Nous espérons que l’accueil du public sera à la hauteur de l’enthousiasme que nous ressentons déjà à quelques jours de notre premier événement. La presse locale, curieuse de ce qui se met en place sur son territoire, a joué son rôle et la communication que nous menons depuis quelques mois a porté ses fruits, la salle s’annonce pleine.

Ce principe de projections va se répéter dans l’année pendant La fête du Court-métrage, en mars prochain, et lors de la Fête de la musique.

– Le cœur de l’activité de Trégor cinéma est l’accompagnement à l’écriture de projets de films courts. Vous êtes comédien, scénariste et réalisateur et vous avez été lecteur en commission d’aides aux courts-métrages en région Centre-Val de Loire et au CNC. Est-ce là qu’a germé l’envie d’accompagner de jeunes auteurs ?

Je dirais que le premier élément déclencheur a sans doute été le festival de Contis. Mon film Free party y était diffusé (son 4ème court-métrage, ndlr) et dans le cadre d’une proposition Talents en court, je participais à une rencontre entre de jeunes auteurs (porteurs d’un projet de 1er film) et des auteurs plus confirmés. Il s’agissait de porter un regard sur les projets, de donner des conseils, des pistes de travail sur le scénario.
J’ai aimé la relation et ces discussions ouvertes entre des jeunes qui démarrent et des cinéastes plus aguerris. J’ai eu à la fois l’impression de me retrouver en eux, dans leur envie, leur énergie et le sentiment que ce qu’on leur apportait était précieux. Suite à ce rendez-vous, Morad Kertobi m’a proposé de faire partie du comité de lecture de l’avance avant réalisation du CNC. Au delà du plaisir de lire tous ces projets de films, de partager son avis, j’y ai découvert et expérimenté le tutorat proposé à certains projets soumis à la commission (1). Et j’y ai pris goût.
Par ailleurs, en tant qu’auteur j’ai participé à des formations ou résidence, avec Pictanovo, au Groupe Ouest et j’ai pu mesuré combien ces outils et ces périodes dédiées à l’écriture sont essentiels pour progresser et faire avancer ses projets.
En 2016 quand le CNC et son service d’aide à la création ont réfléchi à l’accompagnement des auteurs et lancé de nouveaux dispositifs avec notamment les bourses à la résidence (2), cela correspondait à mon envie d’investir ce champ du compagnonnage de jeunes auteurs. Trégor cinéma est donc né de cette double impulsion.

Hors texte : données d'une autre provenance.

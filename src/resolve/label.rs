//! Label expressions
//!
//! An expression is a JSON array of tokens. A token wrapped in single quotes
//! is a literal; anything else is a dotted field path looked up on the
//! record. `["'host: '", "key_name"]` renders `host: web-01`.

use crate::model::{Record, Value};

/// One token of a label expression
#[derive(Debug, Clone, PartialEq, Eq)]
pub enum Token {
    Literal(String),
    Path(String),
}

/// Parse expression text, `None` when it is not a JSON array of strings
pub fn parse_expression(expression: &str) -> Option<Vec<Token>> {
    let parts: Vec<String> = serde_json::from_str(expression).ok()?;
    Some(
        parts
            .into_iter()
            .map(|part| match part.strip_prefix('\'') {
                Some(rest) => Token::Literal(rest.strip_suffix('\'').unwrap_or(rest).to_string()),
                None => Token::Path(part),
            })
            .collect(),
    )
}

/// Evaluate a label expression against a record.
///
/// Malformed expression text yields an empty label.
pub fn render_label(expression: &str, record: &Record) -> String {
    let Some(tokens) = parse_expression(expression) else {
        if !expression.is_empty() {
            tracing::warn!(expression, "malformed label expression");
        }
        return String::new();
    };

    tokens
        .iter()
        .map(|token| match token {
            Token::Literal(text) => text.clone(),
            Token::Path(path) => field_text(record, path),
        })
        .collect()
}

/// Resolve a dotted field path to text.
///
/// Descends through nested records one segment at a time. The first value
/// that is not a nested record is returned as text; a missing segment, or a
/// path that ends on a nested record, yields the path itself.
pub fn field_text(record: &Record, path: &str) -> String {
    let mut current = record;
    for segment in path.split('.') {
        match current.get(segment) {
            Some(Value::Record(inner)) => current = inner,
            Some(value) => return value.display_text(),
            None => return path.to_string(),
        }
    }
    path.to_string()
}

#[cfg(test)]
mod tests {
    use super::*;
    use serde_json::json;

    fn record(value: serde_json::Value) -> Record {
        serde_json::from_value(value).unwrap()
    }

    #[test]
    fn test_literals_and_paths() {
        let r = record(json!({"key_name": "web-01", "env": {"name": "prod"}}));
        assert_eq!(
            render_label(r#"["'host: '", "key_name", "' @ '", "env.name"]"#, &r),
            "host: web-01 @ prod"
        );
    }

    #[test]
    fn test_missing_path_yields_path() {
        let r = record(json!({"env": {"name": "prod"}}));
        assert_eq!(field_text(&r, "owner"), "owner");
        assert_eq!(field_text(&r, "env.region"), "env.region");
        assert_eq!(field_text(&r, "env"), "env");
    }

    #[test]
    fn test_scalar_stops_descent() {
        let r = record(json!({"env": "prod", "port": 8080}));
        assert_eq!(field_text(&r, "env.name"), "prod");
        assert_eq!(field_text(&r, "port"), "8080");
    }

    #[test]
    fn test_malformed_expression_is_empty() {
        let r = record(json!({"key_name": "x"}));
        assert_eq!(render_label("key_name", &r), "");
        assert_eq!(render_label("", &r), "");
        assert_eq!(render_label(r#"{"a": 1}"#, &r), "");
    }

    #[test]
    fn test_degenerate_literals() {
        let tokens = parse_expression(r#"["'", "''", "'open"]"#).unwrap();
        assert_eq!(
            tokens,
            vec![
                Token::Literal(String::new()),
                Token::Literal(String::new()),
                Token::Literal("open".to_string()),
            ]
        );
    }
}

– Quelle forme prendra ce compagnonnage ?

Nous proposons d’accueillir les résidents individuellement et de manière personnalisée, de partir de leurs besoins, leurs envies, dans l’idée d’être « en intimité avec un auteur et son projet », dans l’échange, le partage et avec une mise à disposition totale du lieu comme des ressources. Dans un premier temps, je serai leur interlocuteur pour cet accompagnement. Il leur sera également proposé de rencontrer des professionnels de la région, des chefs opérateurs par exemple, pour partager leur processus de création. J’ai pu voir sur mes propres projets de films combien l’écriture se travaille en se confrontant à la réalité des autres métiers du cinéma. Échanger sur son projet c’est apprendre à exprimer son envie de cinéma et ça aide à mieux l’intégrer dans le scénario.
Et c’est une manière aussi pour eux de se constituer un réseau, tout comme pour la structure Trégor cinéma de s’inscrire dans le réseau régional et de participer à le tisser.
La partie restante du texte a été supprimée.